━━━━━ RECORDED DATA
//! Bounded worker pool
//!
//! A fixed number of workers pull tasks from a bounded queue and run them
//! one at a time. Admission is gated by a semaphore holding one permit per
//! worker: [`WorkerPool::submit`] waits for a permit, and the permit travels
//! with the task until it finishes. Once `capacity` tasks are queued or
//! executing, the next submission waits until one of them completes.
//!
//! Tasks report their own outcomes. The pool neither retries nor inspects
//! them; a panicking task is logged and its worker keeps running.

use std::future::Future;
use std::panic::AssertUnwindSafe;
use std::sync::Arc;

use futures::future::{BoxFuture, FutureExt};
use tokio::sync::{mpsc, watch, Mutex, OwnedSemaphorePermit, Semaphore};
use tracing::{debug, error, info};

use super::config::WorkerConfig;
use crate::app::barrier::CompletionBarrier;
use crate::errors::{PoolError, PoolResult};

/// Unit of work accepted by the pool
pub type Task = BoxFuture<'static, ()>;

struct QueuedTask {
    task: Task,
    permit: OwnedSemaphorePermit,
}

type SharedReceiver = Arc<Mutex<mpsc::Receiver<QueuedTask>>>;

/// Fixed-capacity concurrent task executor
///
/// `close` consumes the pool, so no submission can follow it.
#[derive(Debug)]
pub struct WorkerPool {
    capacity: usize,
    sender: mpsc::Sender<QueuedTask>,
    admission: Arc<Semaphore>,
    active: Arc<watch::Sender<usize>>,
    workers_done: Arc<CompletionBarrier>,
}

impl WorkerPool {
    /// Starts `capacity` workers on the current tokio runtime
    ///
    /// # Errors
    ///
    /// Returns `PoolError::InvalidCapacity` if `capacity` is zero
    pub fn new(capacity: usize) -> PoolResult<Self> {
        if capacity == 0 {
            return Err(PoolError::InvalidCapacity { capacity });
        }

        let (sender, receiver) = mpsc::channel(capacity);
        let receiver: SharedReceiver = Arc::new(Mutex::new(receiver));
        let (active, _) = watch::channel(0usize);
        let active = Arc::new(active);
        let workers_done = Arc::new(CompletionBarrier::new(capacity));

        for worker_id in 0..capacity {
            tokio::spawn(run_worker(
                worker_id,
                Arc::clone(&receiver),
                Arc::clone(&active),
                Arc::clone(&workers_done),
            ));
        }

        info!("Worker pool started with {} workers", capacity);

        Ok(Self {
            capacity,
            sender,
            admission: Arc::new(Semaphore::new(capacity)),
            active,
            workers_done,
        })
    }

    /// Starts a pool sized by `config`
    pub fn from_config(config: &WorkerConfig) -> PoolResult<Self> {
        config.validate()?;
        Self::new(config.worker_count)
    }

    /// Queues `task`, waiting while `capacity` tasks are already in flight
    pub async fn submit<F>(&self, task: F) -> PoolResult<()>
    where
        F: Future<Output = ()> + Send + 'static,
    {
        let permit = Arc::clone(&self.admission)
            .acquire_owned()
            .await
            .map_err(|_| PoolError::Closed)?;

        self.active.send_modify(|active| *active += 1);

        let queued = QueuedTask {
            task: task.boxed(),
            permit,
        };
        if self.sender.send(queued).await.is_err() {
            self.active.send_modify(|active| *active -= 1);
            return Err(PoolError::Closed);
        }

        Ok(())
    }

    /// Tasks queued or executing
    pub fn active_count(&self) -> usize {
        *self.active.borrow()
    }

    /// Number of workers, which is also the admission limit
    pub fn capacity(&self) -> usize {
        self.capacity
    }

    /// Waits until no task is queued or executing
    ///
    /// The pool stays open; more work may be submitted afterwards.
    pub async fn wait_idle(&self) {
        let mut receiver = self.active.subscribe();
        let _ = receiver.wait_for(|active| *active == 0).await;
    }

    /// Stops accepting work, waits for every submitted task to finish and
    /// for all workers to exit
    pub async fn close(self) {
        let Self {
            sender,
            workers_done,
            ..
        } = self;

        drop(sender);
        workers_done.wait().await;
        info!("Worker pool closed");
    }
}

async fn run_worker(
    worker_id: usize,
    receiver: SharedReceiver,
    active: Arc<watch::Sender<usize>>,
    workers_done: Arc<CompletionBarrier>,
) {
    debug!(worker_id, "Worker started");

    loop {
        let next = {
            let mut queue = receiver.lock().await;
            queue.recv().await
        };
        let Some(QueuedTask { task, permit }) = next else {
            break;
        };

        if AssertUnwindSafe(task).catch_unwind().await.is_err() {
            error!(worker_id, "Task panicked; worker continues");
        }

        // Decrement before releasing the permit so the count never exceeds capacity
        active.send_modify(|count| *count -= 1);
        drop(permit);
    }

    debug!(worker_id, "Worker exiting");
    workers_done.count_down();
}

#[cfg(test)]
mod tests {
    use super::*;
    use std::sync::atomic::{AtomicUsize, Ordering};
    use std::time::Duration;

    #[tokio::test]
    async fn test_zero_capacity_rejected() {
        assert!(matches!(
            WorkerPool::new(0),
            Err(PoolError::InvalidCapacity { capacity: 0 })
        ));
    }

    #[tokio::test]
    async fn test_every_task_runs_exactly_once() {
        let pool = WorkerPool::new(4).unwrap();
        let counter = Arc::new(AtomicUsize::new(0));

        for _ in 0..100 {
            let counter = Arc::clone(&counter);
            pool.submit(async move {
                counter.fetch_add(1, Ordering::SeqCst);
            })
            .await
            .unwrap();
        }

        pool.close().await;
        assert_eq!(counter.load(Ordering::SeqCst), 100);
    }

    #[tokio::test(flavor = "multi_thread", worker_threads = 4)]
    async fn test_concurrency_never_exceeds_capacity() {
        let capacity = 3;
        let pool = WorkerPool::new(capacity).unwrap();
        let running = Arc::new(AtomicUsize::new(0));
        let peak = Arc::new(AtomicUsize::new(0));

        for _ in 0..30 {
            let running = Arc::clone(&running);
            let peak = Arc::clone(&peak);
            pool.submit(async move {
                let now = running.fetch_add(1, Ordering::SeqCst) + 1;
                peak.fetch_max(now, Ordering::SeqCst);
                tokio::time::sleep(Duration::from_millis(5)).await;
                running.fetch_sub(1, Ordering::SeqCst);
            })
            .await
            .unwrap();
            assert!(pool.active_count() <= capacity);
        }

        pool.close().await;
        assert!(peak.load(Ordering::SeqCst) <= capacity);
        assert!(peak.load(Ordering::SeqCst) >= 1);
    }

    #[tokio::test]
    async fn test_submit_blocks_when_full() {
        let pool = WorkerPool::new(2).unwrap();
        let gate = Arc::new(Semaphore::new(0));

        for _ in 0..2 {
            let gate = Arc::clone(&gate);
            pool.submit(async move {
                gate.acquire().await.unwrap().forget();
            })
            .await
            .unwrap();
        }

        let blocked = tokio::time::timeout(Duration::from_millis(100), pool.submit(async {})).await;
        assert!(blocked.is_err(), "third submit should wait for a free slot");

        gate.add_permits(1);
        tokio::time::timeout(Duration::from_secs(5), pool.submit(async {}))
            .await
            .expect("submit should proceed once a task finishes")
            .unwrap();

        gate.add_permits(1);
        pool.close().await;
    }

    #[tokio::test]
    async fn test_panicking_task_does_not_stop_worker() {
        let pool = WorkerPool::new(1).unwrap();
        let ran = Arc::new(AtomicUsize::new(0));

        pool.submit(async { panic!("task failure") }).await.unwrap();
        let ran_clone = Arc::clone(&ran);
        pool.submit(async move {
            ran_clone.fetch_add(1, Ordering::SeqCst);
        })
        .await
        .unwrap();

        pool.close().await;
        assert_eq!(ran.load(Ordering::SeqCst), 1);
    }

    #[tokio::test]
    async fn test_wait_idle_keeps_pool_open() {
        let pool = WorkerPool::new(2).unwrap();
        let counter = Arc::new(AtomicUsize::new(0));

        for _ in 0..5 {
            let counter = Arc::clone(&counter);
            pool.submit(async move {
                counter.fetch_add(1, Ordering::SeqCst);
            })
            .await
            .unwrap();
        }
        pool.wait_idle().await;
        assert_eq!(counter.load(Ordering::SeqCst), 5);
        assert_eq!(pool.active_count(), 0);

        pool.submit(async {}).await.unwrap();
        pool.close().await;
    }
}
//! Signal handling for graceful shutdown
//!
//! Ctrl-C or SIGTERM cancels the session token: queued segments are skipped
//! and in-flight attempts abort.

use tokio::signal;
use tokio::task::JoinHandle;
use tokio_util::sync::CancellationToken;
use tracing::{info, warn};

/// Cancels `token` on the first Ctrl-C or SIGTERM
///
/// The returned task also exits once the token is cancelled by other means.
pub fn cancel_on_signal(token: CancellationToken) -> JoinHandle<()> {
    tokio::spawn(async move {
        let ctrl_c = async {
            if let Err(e) = signal::ctrl_c().await {
                warn!("Failed to listen for Ctrl+C: {}", e);
                std::future::pending::<()>().await;
            }
        };

        #[cfg(unix)]
        let terminate = async {
            match signal::unix::signal(signal::unix::SignalKind::terminate()) {
                Ok(mut stream) => {
                    stream.recv().await;
                }
                Err(e) => {
                    warn!("Failed to install SIGTERM handler: {}", e);
                    std::future::pending::<()>().await;
                }
            }
        };

        #[cfg(not(unix))]
        let terminate = std::future::pending::<()>();

        tokio::select! {
            _ = ctrl_c => {
                info!("Received Ctrl+C, cancelling downloads");
            },
            _ = terminate => {
                info!("Received terminate signal, cancelling downloads");
            },
            _ = token.cancelled() => return,
        }

        token.cancel();
    })
}
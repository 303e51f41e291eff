//! Worker pool configuration
//!
//! Validation and presets for the bounded worker pool.

use serde::{Deserialize, Serialize};

use crate::constants::workers;
use crate::errors::{PoolError, PoolResult};

/// Configuration for the bounded worker pool
#[derive(Debug, Clone, Serialize, Deserialize)]
#[serde(default)]
pub struct WorkerConfig {
    /// Number of concurrently executing tasks; also the queue depth
    pub worker_count: usize,
    /// Channel buffer size for progress reporting
    pub progress_buffer_size: usize,
}

impl Default for WorkerConfig {
    fn default() -> Self {
        Self {
            worker_count: workers::DEFAULT_WORKER_COUNT,
            progress_buffer_size: workers::PROGRESS_BUFFER_SIZE,
        }
    }
}

impl WorkerConfig {
    /// Validate configuration values
    pub fn validate(&self) -> PoolResult<()> {
        if self.worker_count == 0 {
            return Err(PoolError::InvalidCapacity {
                capacity: self.worker_count,
            });
        }

        if self.worker_count > workers::MAX_WORKER_COUNT {
            tracing::warn!(
                "Worker count ({}) exceeds recommended maximum ({})",
                self.worker_count,
                workers::MAX_WORKER_COUNT
            );
        }

        Ok(())
    }
}

/// Builder for WorkerConfig
#[derive(Debug, Default)]
pub struct WorkerConfigBuilder {
    config: WorkerConfig,
}

impl WorkerConfigBuilder {
    /// Create a new builder with default values
    pub fn new() -> Self {
        Self {
            config: WorkerConfig::default(),
        }
    }

    /// Set the number of workers
    pub fn worker_count(mut self, count: usize) -> Self {
        self.config.worker_count = count;
        self
    }

    /// Set progress buffer size
    pub fn progress_buffer_size(mut self, size: usize) -> Self {
        self.config.progress_buffer_size = size;
        self
    }

    /// Build and validate the configuration
    pub fn build(self) -> PoolResult<WorkerConfig> {
        self.config.validate()?;
        Ok(self.config)
    }
}

/// Configuration presets for different deployment scenarios
pub struct ConfigPresets;

impl ConfigPresets {
    /// Conservative concurrency for shared CDNs
    pub fn production() -> WorkerConfig {
        WorkerConfig {
            worker_count: 8,
            ..Default::default()
        }
    }

    /// Small pool with a short progress buffer
    pub fn testing() -> WorkerConfig {
        WorkerConfig {
            worker_count: 2,
            progress_buffer_size: 16,
        }
    }

    /// Wide pool for fast links and permissive origins
    pub fn high_throughput() -> WorkerConfig {
        WorkerConfig {
            worker_count: 32,
            progress_buffer_size: 1024,
        }
    }
}

#[cfg(test)]
mod tests {
    use super::*;

    #[test]
    fn test_default_config_is_valid() {
        let config = WorkerConfig::default();
        assert_eq!(config.worker_count, workers::DEFAULT_WORKER_COUNT);
        assert!(config.validate().is_ok());
    }

    #[test]
    fn test_zero_workers_rejected() {
        let result = WorkerConfigBuilder::new().worker_count(0).build();
        assert!(matches!(result, Err(PoolError::InvalidCapacity { capacity: 0 })));
    }

    #[test]
    fn test_presets_are_valid() {
        assert!(ConfigPresets::production().validate().is_ok());
        assert!(ConfigPresets::testing().validate().is_ok());
        assert!(ConfigPresets::high_throughput().validate().is_ok());
    }
}
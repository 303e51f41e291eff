//! Application constants for HLS Fetcher
//!
//! This module centralizes all constants used throughout the application,
//! organized by functional domain for maintainability and clarity.

use std::time::Duration;

/// Environment variable names for configuration overrides
pub mod env {
    /// Overrides the worker pool capacity
    pub const WORKERS: &str = "HLS_FETCHER_WORKERS";

    /// Overrides the per-segment attempt budget
    pub const MAX_ATTEMPTS: &str = "HLS_FETCHER_MAX_ATTEMPTS";

    /// Overrides the HTTP proxy URL
    pub const PROXY: &str = "HLS_FETCHER_PROXY";
}

/// HTTP client configuration constants
pub mod http {
    use super::Duration;

    /// Default user agent for all HTTP requests
    pub const USER_AGENT: &str = concat!("HLS-Fetcher/", env!("CARGO_PKG_VERSION"));

    /// Default HTTP request timeout
    pub const DEFAULT_TIMEOUT: Duration = Duration::from_secs(60);

    /// Connection establishment timeout
    pub const CONNECT_TIMEOUT: Duration = Duration::from_secs(15);

    /// TCP keep-alive interval
    pub const TCP_KEEPALIVE: Duration = Duration::from_secs(30);

    /// Connection pool idle timeout
    pub const POOL_IDLE_TIMEOUT: Duration = Duration::from_secs(90);

    /// Maximum idle connections per host in pool
    pub const POOL_MAX_PER_HOST: usize = 16;

    /// Default request rate limit (requests per second)
    pub const DEFAULT_RATE_LIMIT_RPS: u32 = 50;
}

/// Retry configuration
pub mod retry {
    use super::Duration;

    /// Attempts per segment before giving up
    pub const DEFAULT_MAX_ATTEMPTS: u32 = 3;

    /// First delay of the exponential policy
    pub const DEFAULT_INITIAL_BACKOFF: Duration = Duration::from_millis(250);

    /// Upper bound on any single backoff delay
    pub const DEFAULT_MAX_BACKOFF: Duration = Duration::from_secs(5);

    /// Deadline for one fetch attempt, on top of the client's own timeout
    pub const DEFAULT_ATTEMPT_TIMEOUT: Duration = Duration::from_secs(120);
}

/// Worker pool configuration
pub mod workers {
    /// Default number of concurrent segment downloads
    pub const DEFAULT_WORKER_COUNT: usize = 8;

    /// Maximum recommended concurrent workers
    pub const MAX_WORKER_COUNT: usize = 64;

    /// Channel buffer size for progress events
    pub const PROGRESS_BUFFER_SIZE: usize = 256;
}

/// Manifest parsing constants
pub mod manifest {
    /// Default media segment suffix
    pub const DEFAULT_SEGMENT_SUFFIXES: &[&str] = &["ts"];

    /// Default playlist suffix
    pub const DEFAULT_MANIFEST_SUFFIX: &str = "m3u8";

    /// Comment and directive prefix
    pub const DIRECTIVE_PREFIX: char = '#';

    /// Base used to encode references the way resolved URLs are encoded
    pub const LOCAL_NAME_BASE: &str = "http://localhost/";
}

/// File operation constants
pub mod files {
    /// Temporary file suffix for atomic operations
    pub const TEMP_FILE_SUFFIX: &str = ".tmp";

    /// Project-local configuration file name
    pub const LOCAL_CONFIG_FILE: &str = "hls-fetcher.toml";

    /// Directory name under the user config directory
    pub const CONFIG_DIR_NAME: &str = "hls-fetcher";
}

// Re-export commonly used constants for convenience
pub use files::TEMP_FILE_SUFFIX;
pub use http::{DEFAULT_RATE_LIMIT_RPS, USER_AGENT};
pub use retry::DEFAULT_MAX_ATTEMPTS;
pub use workers::DEFAULT_WORKER_COUNT;
//! Core HTTP operations with rate limiting
//!
//! Every request goes through one `governor` rate limiter shared by the
//! client. This layer performs exactly one attempt per call; retries are
//! decided by the caller.

use std::num::NonZeroU32;
use std::time::Duration;

use governor::{clock::DefaultClock, state::InMemoryState, state::NotKeyed, Jitter, Quota, RateLimiter};
use reqwest::Client;
use url::Url;

use crate::errors::{ConfigError, ConfigResult, FetchError, FetchResult};

/// HTTP operations handler
#[derive(Debug)]
pub struct HttpHandler {
    client: Client,
    rate_limiter: RateLimiter<NotKeyed, InMemoryState, DefaultClock>,
}

impl HttpHandler {
    /// Creates a new HttpHandler with the given client and rate limit
    ///
    /// # Errors
    ///
    /// Returns `ConfigError` if the rate limit is zero
    pub fn new(client: Client, rate_limit_rps: u32) -> ConfigResult<Self> {
        let rate_limiter = Self::build_rate_limiter(rate_limit_rps)?;
        Ok(Self {
            client,
            rate_limiter,
        })
    }

    fn build_rate_limiter(
        rate_limit_rps: u32,
    ) -> ConfigResult<RateLimiter<NotKeyed, InMemoryState, DefaultClock>> {
        let rps = NonZeroU32::new(rate_limit_rps).ok_or_else(|| {
            ConfigError::invalid("client.rate_limit_rps", rate_limit_rps, "Rate limit must be non-zero")
        })?;
        Ok(RateLimiter::direct(Quota::per_second(rps)))
    }

    /// Issues a single GET and checks the status code
    ///
    /// # Errors
    ///
    /// Returns `FetchError::Transport` if the request could not be completed
    /// and `FetchError::HttpStatus` for any non-2xx response.
    pub async fn get(&self, url: &Url) -> FetchResult<reqwest::Response> {
        self.rate_limiter
            .until_ready_with_jitter(Jitter::up_to(Duration::from_millis(20)))
            .await;

        let response = self
            .client
            .get(url.as_str())
            .send()
            .await
            .map_err(|source| FetchError::Transport {
                url: url.to_string(),
                source,
            })?;

        let status = response.status();
        if !status.is_success() {
            tracing::debug!("GET {} returned {}", url, status);
            return Err(FetchError::HttpStatus {
                url: url.to_string(),
                code: status.as_u16(),
            });
        }

        Ok(response)
    }

    /// Fetches the full response body as bytes
    pub async fn get_bytes(&self, url: &Url) -> FetchResult<Vec<u8>> {
        let response = self.get(url).await?;
        let body = response
            .bytes()
            .await
            .map_err(|source| FetchError::Transport {
                url: url.to_string(),
                source,
            })?;
        tracing::debug!("Fetched {} bytes from {}", body.len(), url);
        Ok(body.to_vec())
    }

    /// Fetches the full response body as text
    pub async fn get_text(&self, url: &Url) -> FetchResult<String> {
        let response = self.get(url).await?;
        response.text().await.map_err(|source| FetchError::Transport {
            url: url.to_string(),
            source,
        })
    }
}
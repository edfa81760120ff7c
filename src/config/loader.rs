//! Configuration loading from disk.

use std::fs;
use std::path::Path;

use crate::config::schema::LoggingConfig;
use crate::config::validation::ConfigValidator;
use crate::error::{Error, Result};

/// Load and validate configuration from a TOML file.
///
/// The file may hold the fields at the top level or under a `[logging]` table.
pub fn load_config(path: &Path, validator: &ConfigValidator) -> Result<LoggingConfig> {
    let content = fs::read_to_string(path)?;
    let config = parse_config(&content)?;

    validator.validate(&config).map_err(Error::Config)?;

    Ok(config)
}

/// Parse a TOML document without validating it.
pub fn parse_config(content: &str) -> Result<LoggingConfig> {
    #[derive(serde::Deserialize)]
    struct Wrapped {
        logging: LoggingConfig,
    }

    let value: toml::Table = toml::from_str(content)?;
    if value.contains_key("logging") {
        let wrapped: Wrapped = toml::from_str(content)?;
        Ok(wrapped.logging)
    } else {
        Ok(toml::from_str(content)?)
    }
}
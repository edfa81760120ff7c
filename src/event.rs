//! Tracked record builder.
//!
//! # Responsibilities
//! - Accumulate typed fields for exactly one record
//! - Enrich attached errors with their full causal chain
//! - Commit the record to the snapshot it was opened against and release
//!   the service's quiescence permit
//!
//! # Design Decisions
//! - Single owner: the builder is moved through the fluent chain and never
//!   shared, so field setters need no synchronization
//! - Terminal calls consume the builder; a second terminal call cannot compile
//! - An inert builder (service not ready, level disabled) ignores everything
//!   and never touches shared state

use std::error::Error as StdError;
use std::fmt;
use std::panic::Location;
use std::sync::Arc;

use serde_json::Value;

use crate::fields::{error_fields, Fields, Key};
use crate::level::Level;
use crate::lifecycle::OpPermit;
use crate::logger::ActiveLogger;
use crate::record::Record;

/// An open record counted against the service's in-flight operations.
#[must_use = "a TrackedEvent writes nothing until msg(), msgf() or send() is called"]
pub struct TrackedEvent {
    live: Option<Live>,
}

struct Live {
    record: Record,
    logger: Arc<ActiveLogger>,
    permit: Option<OpPermit>,
}

impl fmt::Debug for TrackedEvent {
    fn fmt(&self, f: &mut fmt::Formatter<'_>) -> fmt::Result {
        match &self.live {
            Some(live) => f
                .debug_struct("TrackedEvent")
                .field("level", &live.record.level())
                .field("fields", &live.record.fields().count())
                .finish(),
            None => f.write_str("TrackedEvent(inert)"),
        }
    }
}

impl TrackedEvent {
    /// Builder that discards everything.
    pub fn disabled() -> Self {
        Self { live: None }
    }

    /// Open a record against `logger`, holding `permit` until commit.
    pub(crate) fn open(
        logger: Arc<ActiveLogger>,
        level: Level,
        caller: &'static Location<'static>,
        permit: Option<OpPermit>,
    ) -> Self {
        let record = logger.new_record(level, caller);
        Self {
            live: Some(Live {
                record,
                logger,
                permit,
            }),
        }
    }

    /// Open a record directly against a snapshot, outside any service.
    #[track_caller]
    pub fn untracked(logger: Arc<ActiveLogger>, level: Level) -> Self {
        if !logger.enabled(level) {
            return Self::disabled();
        }
        Self::open(logger, level, Location::caller(), None)
    }

    /// Whether this builder will write anything.
    pub fn is_enabled(&self) -> bool {
        self.live.is_some()
    }

    pub(crate) fn extend<I>(mut self, fields: I) -> Self
    where
        I: IntoIterator<Item = (Key, Value)>,
    {
        if let Some(live) = self.live.as_mut() {
            live.record.extend(fields);
        }
        self
    }

    /// Commit with `message`.
    pub fn msg(self, message: impl Into<String>) {
        self.commit(Some(message.into()));
    }

    /// Commit with a formatted message: `event.msgf(format_args!("{} items", n))`.
    pub fn msgf(self, args: fmt::Arguments<'_>) {
        if self.live.is_some() {
            self.commit(Some(fmt::format(args)));
        }
    }

    /// Commit with an empty message.
    pub fn send(self) {
        self.commit(None);
    }

    fn commit(self, message: Option<String>) {
        let Some(Live {
            mut record,
            logger,
            permit,
        }) = self.live
        else {
            return;
        };

        if let Some(message) = message {
            record.set_message(message);
        }
        let level = record.level();
        let panic_message = (level == Level::Panic).then(|| record.message().to_string());

        logger.commit(record);
        drop(permit);

        match level {
            Level::Fatal => {
                logger.flush();
                std::process::exit(1);
            }
            Level::Panic => panic!("{}", panic_message.unwrap_or_default()),
            _ => {}
        }
    }
}

impl Fields for TrackedEvent {
    fn put(mut self, key: impl Into<Key>, value: impl FnOnce() -> Value) -> Self {
        if let Some(live) = self.live.as_mut() {
            live.record.push(key, value());
        }
        self
    }

    /// Writes `key`, then `key_chain`, `key_root`, `key_history`, `key_ops`
    /// and, when known, `key_root_op`.
    fn an_err(mut self, key: impl Into<Key>, err: &(dyn StdError + 'static)) -> Self {
        if let Some(live) = self.live.as_mut() {
            for (key, value) in error_fields(key.into(), err, live.logger.analyzer()) {
                live.record.push(key, value);
            }
        }
        self
    }
}

#[cfg(test)]
mod tests {
    use super::*;
    use crate::chain::OpError;
    use crate::sink::MemorySink;

    fn logger(level: Level) -> (Arc<ActiveLogger>, MemorySink) {
        let sink = MemorySink::new();
        let logger = ActiveLogger::new(level).with_sink(Arc::new(sink.clone()));
        (Arc::new(logger), sink)
    }

    #[test]
    fn test_fields_in_call_order() {
        let (logger, sink) = logger(Level::Debug);
        TrackedEvent::untracked(logger, Level::Info)
            .str("user_id", "u1")
            .int("count", 5)
            .msg("processed");

        assert_eq!(
            sink.lines(),
            vec![r#"{"level":"info","message":"processed","user_id":"u1","count":5}"#]
        );
    }

    #[test]
    fn test_disabled_level_is_inert() {
        let (logger, sink) = logger(Level::Warn);
        let event = TrackedEvent::untracked(logger, Level::Info);
        assert!(!event.is_enabled());
        event.str("k", "v").msg("dropped");
        assert!(sink.is_empty());
    }

    #[test]
    fn test_msgf_and_send() {
        let (logger, sink) = logger(Level::Trace);
        TrackedEvent::untracked(logger.clone(), Level::Debug).msgf(format_args!("{} items", 3));
        TrackedEvent::untracked(logger, Level::Trace).bool("ok", true).send();
        assert_eq!(sink.messages(), vec!["3 items", ""]);
    }

    #[test]
    fn test_err_enrichment() {
        let (logger, sink) = logger(Level::Debug);
        let inner = OpError::new("db.Connect", "connection refused");
        let outer = OpError::new("server.Start", "startup failed").with_cause(inner);

        TrackedEvent::untracked(logger, Level::Error)
            .err(&outer)
            .msg("boom");

        let line: Value = serde_json::from_str(&sink.lines()[0]).unwrap();
        assert_eq!(line["error"], "startup failed");
        assert_eq!(
            line["error_chain"],
            serde_json::json!(["startup failed", "connection refused"])
        );
        assert_eq!(line["error_root"], "connection refused");
        assert_eq!(line["error_history"], "startup failed -> connection refused");
        assert_eq!(line["error_ops"], serde_json::json!(["server.Start", "db.Connect"]));
        assert_eq!(line["error_root_op"], "db.Connect");
    }

    #[test]
    fn test_err_key_precedes_its_enrichment() {
        let (logger, sink) = logger(Level::Debug);
        let err = OpError::new("db.Connect", "connection refused");

        TrackedEvent::untracked(logger, Level::Error)
            .str("request", "r1")
            .err(&err)
            .send();

        let record = &sink.records()[0];
        let keys: Vec<&str> = record.fields().map(|(k, _)| k).collect();
        assert_eq!(
            keys,
            vec![
                "request",
                "error",
                "error_chain",
                "error_root",
                "error_history",
                "error_ops",
                "error_root_op",
            ]
        );
    }

    #[test]
    fn test_distinct_error_keys_do_not_collide() {
        let (logger, sink) = logger(Level::Debug);
        let first = std::io::Error::new(std::io::ErrorKind::Other, "first");
        let second = OpError::new("cache.Get", "second");

        TrackedEvent::untracked(logger, Level::Warn)
            .an_err("read_err", &first)
            .an_err("cache_err", &second)
            .send();

        let record = &sink.records()[0];
        assert_eq!(record.field("read_err").unwrap(), "first");
        assert_eq!(record.field("cache_err_root").unwrap(), "second");
        assert_eq!(record.field("cache_err_root_op").unwrap(), "cache.Get");
        assert!(record.field("read_err_root_op").is_none());
    }

    #[test]
    #[should_panic(expected = "invariant broken")]
    fn test_panic_level_panics_after_commit() {
        let (logger, _sink) = logger(Level::Debug);
        TrackedEvent::untracked(logger, Level::Panic).msg("invariant broken");
    }
}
━━━━━━━━━━
REQUIRED ACTION: Would you output, from the records above, exactly the run of lines that starts at the line containing "need no synchronization" and ends at the line containing "pub(crate) fn extend<I>(mut", and only that run?

SOLUTION FOR THIS TASK:
//!   shared, so field setters need no synchronization
//! - Terminal calls consume the builder; a second terminal call cannot compile
//! - An inert builder (service not ready, level disabled) ignores everything
//!   and never touches shared state

use std::error::Error as StdError;
use std::fmt;
use std::panic::Location;
use std::sync::Arc;

use serde_json::Value;

use crate::fields::{error_fields, Fields, Key};
use crate::level::Level;
use crate::lifecycle::OpPermit;
use crate::logger::ActiveLogger;
use crate::record::Record;

/// An open record counted against the service's in-flight operations.
#[must_use = "a TrackedEvent writes nothing until msg(), msgf() or send() is called"]
pub struct TrackedEvent {
    live: Option<Live>,
}

struct Live {
    record: Record,
    logger: Arc<ActiveLogger>,
    permit: Option<OpPermit>,
}

impl fmt::Debug for TrackedEvent {
    fn fmt(&self, f: &mut fmt::Formatter<'_>) -> fmt::Result {
        match &self.live {
            Some(live) => f
                .debug_struct("TrackedEvent")
                .field("level", &live.record.level())
                .field("fields", &live.record.fields().count())
                .finish(),
            None => f.write_str("TrackedEvent(inert)"),
        }
    }
}

impl TrackedEvent {
    /// Builder that discards everything.
    pub fn disabled() -> Self {
        Self { live: None }
    }

    /// Open a record against `logger`, holding `permit` until commit.
    pub(crate) fn open(
        logger: Arc<ActiveLogger>,
        level: Level,
        caller: &'static Location<'static>,
        permit: Option<OpPermit>,
    ) -> Self {
        let record = logger.new_record(level, caller);
        Self {
            live: Some(Live {
                record,
                logger,
                permit,
            }),
        }
    }

    /// Open a record directly against a snapshot, outside any service.
    #[track_caller]
    pub fn untracked(logger: Arc<ActiveLogger>, level: Level) -> Self {
        if !logger.enabled(level) {
            return Self::disabled();
        }
        Self::open(logger, level, Location::caller(), None)
    }

    /// Whether this builder will write anything.
    pub fn is_enabled(&self) -> bool {
        self.live.is_some()
    }

    pub(crate) fn extend<I>(mut self, fields: I) -> Self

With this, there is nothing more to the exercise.